Thursday 8 January 2015

Don't give me money!

Hi everyone!

Something interesting happened to me today, and as I was expressing my feelings on it to my Mother, she smiled and said, "You should write in your blog about it!" And so I shall!

Today I spent the day with my best friend, Kate, for her 20th birthday. By the way, in February it will be our 9th "Friendiversary"! I can't believe we've known each other that long without killing each other... We should get a trophy or something...

Anyways, we went to Boston Pizza for lunch, as we HAD to get our signature Tropical Chicken Pizza. While we were enjoying our meal, an older man walked up to me, handed me $20 and said, "I think you are a brave woman." I've been in these situations before, and yet I'm still not entirely sure how to react. This happened to me in the grocery store once, and I ended up arguing with the guy, telling him that I was thankful, but I wanted him to take his money. In this instance, I decided not to argue, as the man was already half way out the door, so I said thank you very much. I sat there, staring at the money in front of me, wondering how I should feel about it. I never know how to feel about this certain issue. However, as I thought about it during lunch and then on the way home, these two things came to mind.

I always feel horrible about people giving me money. Some people might think it's awesome, in fact most of my friends thought that when I was young, but it almost makes me feel ashamed. I think it's odd, giving someone money because they think they are brave. I think that just the compliment would have been enough. Now don't misunderstand me, I am very grateful to those people, and I pray that God will bless them. But I always think, what is it about me that makes people want to do that? It certainly isn't just because I smile a lot, and like to laugh. I think it's my wheelchair, or the way I look, which might cause them to want to "satisfy their conscience". This is probably what makes me the most upset. I do not want to be pitied. I don't need to be pitied. My physical appearance is probably my worst enemy, because it causes me to be misunderstood and judged. I just want everyone to treat me like a human being. We are all flesh and blood, so why can't we all treat each other the same? If you receive a gift, and you judge it only by how it's wrapped, and never open it, how will you ever find out what's on the inside? People are the same way. How will you ever find out what a wonderful gift they really are, if you can't get past the outside wrapping? It's a shame. And yes, I have restrictions, but so does everyone else. We all have things that hold us back in life, or cause life to be difficult. I wish that people could look past those restrictions, and see how wonderful life really is. It's not about how hard it is, it's not about the nasty blows that it has dealt, it's about being thankful to even be living. It may be hard here, but we're here aren't we? Shouldn't we consider every breath we take as a blessing? I'm going on a rant here... I don't want people assuming that because I'm disabled, I am financially unable to support myself. I would rather have people put that money to good use, and give it to someone who needs it. By the way, I ended up putting the money up for grabs, as I didn't feel right in taking it. Some people will and have disagreed with me, but unless you step into my shoes, or socks... you won't be able to understand.

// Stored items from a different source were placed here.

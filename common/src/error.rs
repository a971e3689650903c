use thiserror::Error;

/// The closed set of failure kinds surfaced by the node utilities.
///
/// Callers dispatch on the kind at the boundary where it matters (resolution
/// is fatal, fetch failures are tallied) and otherwise just print the
/// message.
#[derive(Debug, Error)]
pub enum NodeError {
    /// Name resolution failed. Never retried; fatal to the calling tool.
    #[error("{0}")]
    Resolution(String),

    /// HTTP or UDP I/O failure below the protocol level.
    #[error("{0}")]
    Transport(String),

    /// Non-2xx status, or a response violating the device contract.
    #[error("{0}")]
    Protocol(String),

    /// Response body was not valid JSON.
    #[error("{0}")]
    Decode(String),
}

I also don't like being called brave. Again, I was thankful that he said it, but that's not what I am. I am not brave, by the definition of the word, because I manage to get out of bed in the morning, and remember my own name. I am not brave because I decide to have a good attitude towards life, and not lie in bed all day thinking about how terrible my life is. I am simply making the right decisions. Do you know what I consider brave? Someone giving their life for someone else. In fact, the dictionary defines brave as "ready to face danger or pain." Am I brave? Uh no... I can't even get my ears pierced without crying... I would have preferred it if this man would have said that I was joyful, or that he enjoyed seeing me smile, or something more appropriate. I am not extraordinary, because I live with a disability. I don't deserve any awards, and I should not be considered brave. I do what everyone else does: I live.

Now I know that a lot of you will disagree with the two points I made, but as I said, once you step into my shoes, then you can tell me I'm wrong. I still don't know how I'll deal with this situation in the future, but I sincerely hope that people will put more thought into it before they do it.